My fortieth birthday is less than a month away. Since my mind has been processing a mid-life crisis for several years, I didn't expect to give this milestone much thought. Besides, I always said I'd die before turning forty. I still might.
But the occasion is making me more introspective than usual, and I will probably be writing a lot about it this month -- if I have the nerve to bare my innermost fears and self-loathing on the World Wide Web.
When I turned 30, I had the world by the balls. I had a six-figure income, a promising career, a successful business, the best physical condition of my life, engaging hobbies, and a loving wife.

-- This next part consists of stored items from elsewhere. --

//! Commissioning-time configuration surfaces: the PASE/CASE parameters a
//! commissioner needs to announce itself (`CommissionableDataProvider`) and
//! the network credentials it hands a newly joined node
//! (`NetworkCredentialsProvider`). Both are "consumed, not defined here"
//! per §6 — spake2p verifier computation and credential storage are
//! the embedding application's concern, this crate only reads the result.

use crate::error::{DriverError, Result};

/// Parameters needed to advertise and verify a PASE session: discriminator,
/// setup passcode, and the spake2p verifier triple. A concrete provider may
/// compute these once (e.g. via the SDK's own spake2p helpers) and cache
/// them; this crate treats them as opaque inputs.
pub trait CommissionableDataProvider: Send + Sync {
    fn discriminator(&self) -> Result<u16>;
    fn setup_passcode(&self) -> Result<u32>;
    /// Base64 spake2p salt, verifier, and iteration count, if the embedding
    /// application has computed them. `None` means the commissioner should
    /// fall back to the SDK's own default test-key derivation.
    fn spake2p_params(&self) -> Result<Option<Spake2pParams>>;
}

#[derive(Clone, Debug)]
pub struct Spake2pParams {
    pub salt_base64: String,
    pub verifier_base64: String,
    pub iteration_count: u32,
}

/// Supplies network join credentials at commissioning time. Optional by
/// design — a controller commissioning an already-networked device (e.g.
/// over an existing IP link) never calls this.
pub trait NetworkCredentialsProvider: Send + Sync {
    fn wifi_credentials(&self) -> Result<Option<WifiCredentials>>;
    fn thread_operational_dataset(&self) -> Result<Option<Vec<u8>>>;
}

#[derive(Clone, Debug)]
pub struct WifiCredentials {
    pub ssid: String,
    pub psk: String,
}

/// Reads discriminator/passcode from `config::MatterConfig`; spake2p
/// parameters and network credentials are optional overrides set up front.
pub struct StaticCommissionableDataProvider {
    discriminator: u16,
    passcode: u32,
    spake2p: Option<Spake2pParams>,
    wifi: Option<WifiCredentials>,
    thread_dataset: Option<Vec<u8>>,
}

impl StaticCommissionableDataProvider {
    pub fn new(matter: &crate::config::MatterConfig) -> Self {
        Self {
            discriminator: matter.discriminator,
            passcode: matter.passcode,
            spake2p: None,
            wifi: None,
            thread_dataset: None,
        }
    }

    pub fn with_spake2p_params(mut self, params: Spake2pParams) -> Self {
        self.spake2p = Some(params);
        self
    }

    pub fn with_wifi_credentials(mut self, ssid: impl Into<String>, psk: impl Into<String>) -> Self {
        self.wifi = Some(WifiCredentials {
            ssid: ssid.into(),
            psk: psk.into(),
        });
        self
    }

    pub fn with_thread_dataset(mut self, dataset: Vec<u8>) -> Self {
        self.thread_dataset = Some(dataset);
        self
    }
}

impl CommissionableDataProvider for StaticCommissionableDataProvider {
    fn discriminator(&self) -> Result<u16> {
        Ok(self.discriminator)
    }

    fn setup_passcode(&self) -> Result<u32> {
        if self.passcode == 0 {
            return Err(DriverError::Configuration("setup passcode must be non-zero".into()));
        }
        Ok(self.passcode)
    }

    fn spake2p_params(&self) -> Result<Option<Spake2pParams>> {
        Ok(self.spake2p.clone())
    }
}

impl NetworkCredentialsProvider for StaticCommissionableDataProvider {
    fn wifi_credentials(&self) -> Result<Option<WifiCredentials>> {
        Ok(self.wifi.clone())
    }

    fn thread_operational_dataset(&self) -> Result<Option<Vec<u8>>> {
        Ok(self.thread_dataset.clone())
    }
}

#[cfg(test)]
mod tests {
    use super::*;

    fn matter_config() -> crate::config::MatterConfig {
        crate::config::MatterConfig {
            vendor_id: 0xFFF1,
            product_id: 0x8001,
            discriminator: 3840,
            passcode: 20202021,
        }
    }

    #[test]
    fn zero_passcode_is_a_configuration_error() {
        let mut matter = matter_config();
        matter.passcode = 0;
        let provider = StaticCommissionableDataProvider::new(&matter);
        assert!(provider.setup_passcode().is_err());
    }

    #[test]
    fn spake2p_params_default_to_none() {
        let provider = StaticCommissionableDataProvider::new(&matter_config());
        assert!(provider.spake2p_params().unwrap().is_none());
    }

    #[test]
    fn wifi_credentials_round_trip() {
        let provider = StaticCommissionableDataProvider::new(&matter_config())
            .with_wifi_credentials("home-ap", "hunter2");
        let creds = provider.wifi_credentials().unwrap().unwrap();
        assert_eq!(creds.ssid, "home-ap");
        assert_eq!(creds.psk, "hunter2");
    }
}
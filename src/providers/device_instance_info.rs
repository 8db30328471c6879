//! Device instance information: the static identity fields a commissioner
//! reports on its own Basic Information cluster and folds into the
//! `barton-matter-*` metadata the DeviceInstanceInfoProvider surface exposes
//! upstream. Backed by `PropertyProvider` per §6; this crate only
//! consumes the values, it does not define where they come from.

use crate::error::Result;

/// Static identity a commissioner reports about itself. Every field here
/// maps onto a `PropertyProvider` key the embedding application is expected
/// to supply; a missing required property is a `Configuration` error, never
/// guessed.
pub trait DeviceInstanceInfoProvider: Send + Sync {
    fn vendor_id(&self) -> Result<u16>;
    fn vendor_name(&self) -> Result<String>;
    fn product_id(&self) -> Result<u16>;
    fn product_name(&self) -> Result<String>;
    fn hardware_version(&self) -> Result<u16>;
    fn software_version(&self) -> Result<u32>;
    fn software_version_string(&self) -> Result<String>;
    /// `None` when the embedding application has not assigned one yet.
    fn serial_number(&self) -> Result<Option<String>>;
}

/// Reads instance info straight out of `config::MatterConfig` plus a handful
/// of build-time constants. Sufficient for a single-binary deployment where
/// the embedding application doesn't have its own property store; a richer
/// deployment swaps in its own `DeviceInstanceInfoProvider`.
pub struct ConfigDeviceInstanceInfoProvider {
    vendor_id: u16,
    product_id: u16,
    vendor_name: String,
    product_name: String,
    hardware_version: u16,
    software_version: u32,
    software_version_string: String,
    serial_number: Option<String>,
}

impl ConfigDeviceInstanceInfoProvider {
    pub fn new(matter: &crate::config::MatterConfig) -> Self {
        Self {
            vendor_id: matter.vendor_id,
            product_id: matter.product_id,
            vendor_name: "Barton".into(),
            product_name: "Matter SBMD Controller".into(),
            hardware_version: 1,
            software_version: 1,
            software_version_string: env!("CARGO_PKG_VERSION").into(),
            serial_number: None,
        }
    }

    pub fn with_serial_number(mut self, serial_number: impl Into<String>) -> Self {
        self.serial_number = Some(serial_number.into());
        self
    }
}

impl DeviceInstanceInfoProvider for ConfigDeviceInstanceInfoProvider {
    fn vendor_id(&self) -> Result<u16> {
        Ok(self.vendor_id)
    }

    fn vendor_name(&self) -> Result<String> {
        Ok(self.vendor_name.clone())
    }

    fn product_id(&self) -> Result<u16> {
        Ok(self.product_id)
    }

    fn product_name(&self) -> Result<String> {
        Ok(self.product_name.clone())
    }

    fn hardware_version(&self) -> Result<u16> {
        Ok(self.hardware_version)
    }

    fn software_version(&self) -> Result<u32> {
        Ok(self.software_version)
    }

    fn software_version_string(&self) -> Result<String> {
        Ok(self.software_version_string.clone())
    }

    fn serial_number(&self) -> Result<Option<String>> {
        Ok(self.serial_number.clone())
    }
}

In the new century, I have driven headlong into a ditch. My income has dwindled to an annual tax deduction, and my "career" is a case study in ennui. My body has suffered the double whammy of losing the war against genetics and losing interest in active pastimes. Actually, I'm not interested in much of anything these days, active or not. My wife is still around, which may be the only reason I am, too.
Most frustrating, my current dilemma is not that I can't get out of the ditch, it's that I can't even find a good reason to bother. I'm in a position that many would envy -- my wife doesn't mind being the breadwinner, I have lots of free time, and while not well off, I'm not broke. And yet I'm missing something, and I fear that I won't figure it out until it's too late to matter anymore.